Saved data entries
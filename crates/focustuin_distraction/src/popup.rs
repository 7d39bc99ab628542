//! Popup catalogue: category draw, copy, placement and click replies.

use focustuin_core::{MessageWeights, PopupCategory, ScreenPercent};
use rand::distributions::{Distribution, WeightedIndex};
use rand::Rng;
use serde::Serialize;

/// Popups stay this far (in percent) from every screen edge.
const SAFE_MARGIN_PERCENT: f64 = 10.0;

/// A clicked popup is replaced by its reply for this long.
pub const REPLY_LIFETIME_MS: u64 = 2_000;

/// Labels of the fake control buttons the rendering layer offers.
pub const PSEUDO_CONTROL_LABELS: [&str; 4] =
    ["STOP EXTRACTION", "PRIVACY MODE", "END SESSION", "BLOCK ACCESS"];

const MISLEADING_RESPONSES: [&str; 5] = [
    "ACCESS DENIED",
    "FUNCTION DISABLED",
    "INSUFFICIENT PRIVILEGES",
    "CONTRACTUAL RESTRICTION",
    "MONITORING MANDATORY",
];

/// What replaces a clicked popup or button.
#[derive(Debug, Clone, PartialEq, Serialize)]
pub struct PopupReply {
    pub title: String,
    pub body: String,
    pub lifetime_ms: u64,
}

#[derive(Debug, Clone)]
pub struct PopupCatalogue {
    /// `None` when every configured weight is zero or invalid.
    weighted: Option<WeightedIndex<f64>>,
}

impl PopupCatalogue {
    pub fn new(weights: &MessageWeights) -> Self {
        let raw = [
            weights.attention_harvesting,
            weights.system_notice,
            weights.false_warning,
            weights.cognitive_debt,
            weights.pseudo_control,
        ]
        .map(|w| if w.is_finite() { w.max(0.0) } else { 0.0 });

        let weighted = match WeightedIndex::new(raw) {
            Ok(dist) => Some(dist),
            Err(e) => {
                tracing::warn!("Unusable popup weights ({}), drawing uniformly", e);
                None
            }
        };
        Self { weighted }
    }

    pub fn pick_category<R: Rng + ?Sized>(&self, rng: &mut R) -> PopupCategory {
        let idx = match &self.weighted {
            Some(dist) => dist.sample(rng),
            None => rng.gen_range(0..PopupCategory::ALL.len()),
        };
        PopupCategory::ALL[idx]
    }

    /// Title and body for a popup. `attention_debt` is the debt after the
    /// popup's own contribution.
    pub fn compose(category: PopupCategory, attention_debt: u32) -> (String, String) {
        let (title, body) = match category {
            PopupCategory::AttentionHarvesting => (
                "ATTENTION MONITORING ACTIVE".to_string(),
                "Your gaze is recorded anonymously for research into usage load and wellbeing. \
                 RESISTANCE IS FUTILE"
                    .to_string(),
            ),
            PopupCategory::SystemNotice => (
                "YOU ARE BEING WATCHED".to_string(),
                "Small movements are being analysed. \
                 This helps models predict responses to pressure and stress."
                    .to_string(),
            ),
            PopupCategory::FalseWarning => (
                "\u{26a0} WARNING".to_string(),
                "Abnormal attention profile detected. Stay calm if you can.".to_string(),
            ),
            PopupCategory::CognitiveDebt => (
                "ATTENTION TAKEN".to_string(),
                format!("+10 FOCUS UNITS EXTRACTED. Debt: {} units", attention_debt),
            ),
            PopupCategory::PseudoControl => (
                "ESCAPE ATTEMPT DETECTED".to_string(),
                "You cannot stop looking. FEED US DATA".to_string(),
            ),
        };
        (title, body)
    }

    /// Reply shown when a clickable popup is clicked.
    pub fn click_reply<R: Rng + ?Sized>(
        category: PopupCategory,
        rng: &mut R,
    ) -> Option<PopupReply> {
        match category {
            PopupCategory::AttentionHarvesting => Some(PopupReply {
                title: "ACCESS DENIED".into(),
                body: format!(
                    "Classification: SUBJECT_{}. Monitoring continues.",
                    rng.gen_range(0..9999)
                ),
                lifetime_ms: REPLY_LIFETIME_MS,
            }),
            PopupCategory::PseudoControl => Some(PopupReply {
                title: "OPTION UNAVAILABLE".into(),
                body: "Contractual obligations. Session continues.".into(),
                lifetime_ms: REPLY_LIFETIME_MS,
            }),
            _ => None,
        }
    }

    /// Every control button "works" the same way.
    pub fn control_reply<R: Rng + ?Sized>(label: &str, rng: &mut R) -> PopupReply {
        let response = MISLEADING_RESPONSES[rng.gen_range(0..MISLEADING_RESPONSES.len())];
        PopupReply {
            title: response.to_string(),
            body: format!("'{}' is not available to you.", label),
            lifetime_ms: REPLY_LIFETIME_MS,
        }
    }
}

/// Uniform position inside the safe margins.
pub fn random_position<R: Rng + ?Sized>(rng: &mut R) -> ScreenPercent {
    let range = 100.0 - SAFE_MARGIN_PERCENT * 2.0;
    ScreenPercent {
        x: SAFE_MARGIN_PERCENT + rng.gen::<f64>() * range,
        y: SAFE_MARGIN_PERCENT + rng.gen::<f64>() * range,
    }
}

pub fn random_lifetime<R: Rng + ?Sized>(rng: &mut R, min_ms: u64, max_ms: u64) -> u64 {
    let (lo, hi) = if min_ms <= max_ms {
        (min_ms, max_ms)
    } else {
        (max_ms, min_ms)
    };
    rng.gen_range(lo..=hi)
}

◆ What needs to be done ◆
Your reply must repeat the records above exactly and in full.

◆ Answer for the task ◆
filename crates/focustuin_distraction/src/popup.rs
repository 7d39bc99ab628542
//! Popup catalogue: category draw, copy, placement and click replies.

use focustuin_core::{MessageWeights, PopupCategory, ScreenPercent};
use rand::distributions::{Distribution, WeightedIndex};
use rand::Rng;
use serde::Serialize;

/// Popups stay this far (in percent) from every screen edge.
const SAFE_MARGIN_PERCENT: f64 = 10.0;

/// A clicked popup is replaced by its reply for this long.
pub const REPLY_LIFETIME_MS: u64 = 2_000;

/// Labels of the fake control buttons the rendering layer offers.
pub const PSEUDO_CONTROL_LABELS: [&str; 4] =
    ["STOP EXTRACTION", "PRIVACY MODE", "END SESSION", "BLOCK ACCESS"];

const MISLEADING_RESPONSES: [&str; 5] = [
    "ACCESS DENIED",
    "FUNCTION DISABLED",
    "INSUFFICIENT PRIVILEGES",
    "CONTRACTUAL RESTRICTION",
    "MONITORING MANDATORY",
];

/// What replaces a clicked popup or button.
#[derive(Debug, Clone, PartialEq, Serialize)]
pub struct PopupReply {
    pub title: String,
    pub body: String,
    pub lifetime_ms: u64,
}

#[derive(Debug, Clone)]
pub struct PopupCatalogue {
    /// `None` when every configured weight is zero or invalid.
    weighted: Option<WeightedIndex<f64>>,
}

impl PopupCatalogue {
    pub fn new(weights: &MessageWeights) -> Self {
        let raw = [
            weights.attention_harvesting,
            weights.system_notice,
            weights.false_warning,
            weights.cognitive_debt,
            weights.pseudo_control,
        ]
        .map(|w| if w.is_finite() { w.max(0.0) } else { 0.0 });

        let weighted = match WeightedIndex::new(raw) {
            Ok(dist) => Some(dist),
            Err(e) => {
                tracing::warn!("Unusable popup weights ({}), drawing uniformly", e);
                None
            }
        };
        Self { weighted }
    }

    pub fn pick_category<R: Rng + ?Sized>(&self, rng: &mut R) -> PopupCategory {
        let idx = match &self.weighted {
            Some(dist) => dist.sample(rng),
            None => rng.gen_range(0..PopupCategory::ALL.len()),
        };
        PopupCategory::ALL[idx]
    }

    /// Title and body for a popup. `attention_debt` is the debt after the
    /// popup's own contribution.
    pub fn compose(category: PopupCategory, attention_debt: u32) -> (String, String) {
        let (title, body) = match category {
            PopupCategory::AttentionHarvesting => (
                "ATTENTION MONITORING ACTIVE".to_string(),
                "Your gaze is recorded anonymously for research into usage load and wellbeing. \
                 RESISTANCE IS FUTILE"
                    .to_string(),
            ),
            PopupCategory::SystemNotice => (
                "YOU ARE BEING WATCHED".to_string(),
                "Small movements are being analysed. \
                 This helps models predict responses to pressure and stress."
                    .to_string(),
            ),
            PopupCategory::FalseWarning => (
                "\u{26a0} WARNING".to_string(),
                "Abnormal attention profile detected. Stay calm if you can.".to_string(),
            ),
            PopupCategory::CognitiveDebt => (
                "ATTENTION TAKEN".to_string(),
                format!("+10 FOCUS UNITS EXTRACTED. Debt: {} units", attention_debt),
            ),
            PopupCategory::PseudoControl => (
                "ESCAPE ATTEMPT DETECTED".to_string(),
                "You cannot stop looking. FEED US DATA".to_string(),
            ),
        };
        (title, body)
    }

    /// Reply shown when a clickable popup is clicked.
    pub fn click_reply<R: Rng + ?Sized>(
        category: PopupCategory,
        rng: &mut R,
    ) -> Option<PopupReply> {
        match category {
            PopupCategory::AttentionHarvesting => Some(PopupReply {
                title: "ACCESS DENIED".into(),
                body: format!(
                    "Classification: SUBJECT_{}. Monitoring continues.",
                    rng.gen_range(0..9999)
                ),
                lifetime_ms: REPLY_LIFETIME_MS,
            }),
            PopupCategory::PseudoControl => Some(PopupReply {
                title: "OPTION UNAVAILABLE".into(),
                body: "Contractual obligations. Session continues.".into(),
                lifetime_ms: REPLY_LIFETIME_MS,
            }),
            _ => None,
        }
    }

    /// Every control button "works" the same way.
    pub fn control_reply<R: Rng + ?Sized>(label: &str, rng: &mut R) -> PopupReply {
        let response = MISLEADING_RESPONSES[rng.gen_range(0..MISLEADING_RESPONSES.len())];
        PopupReply {
            title: response.to_string(),
            body: format!("'{}' is not available to you.", label),
            lifetime_ms: REPLY_LIFETIME_MS,
        }
    }
}

/// Uniform position inside the safe margins.
pub fn random_position<R: Rng + ?Sized>(rng: &mut R) -> ScreenPercent {
    let range = 100.0 - SAFE_MARGIN_PERCENT * 2.0;
    ScreenPercent {
        x: SAFE_MARGIN_PERCENT + rng.gen::<f64>() * range,
        y: SAFE_MARGIN_PERCENT + rng.gen::<f64>() * range,
    }
}

pub fn random_lifetime<R: Rng + ?Sized>(rng: &mut R, min_ms: u64, max_ms: u64) -> u64 {
    let (lo, hi) = if min_ms <= max_ms {
        (min_ms, max_ms)
    } else {
        (max_ms, min_ms)
    };
    rng.gen_range(lo..=hi)
}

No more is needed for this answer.